--- Required work ---
Whenever a line in the data holds the string "tree", copy that line.

Saved entries
// SPDX-License-Identifier: MIT
// SPDX-FileCopyrightText: 2025 Jonathan D. A. Jewell <hyperpolymath>

//! Voice-line organizer
//!
//! Classifies extracted game voice-line files by filename into a nested
//! speaker / subject / topic tree, then enriches the tree's leaves with
//! file dates, transcriptions and release change status.

pub mod alias;
pub mod classify;
pub mod config;
pub mod error;
pub mod manifest;
pub mod metadata;
pub mod organize;
pub mod phase_log;
pub mod scan;
pub mod transcribe;
pub mod tree;

pub use config::AppConfig;
pub use error::{OrganizerError, Result};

--- Answer section ---
//! speaker / subject / topic tree, then enriches the tree's leaves with
pub mod tree;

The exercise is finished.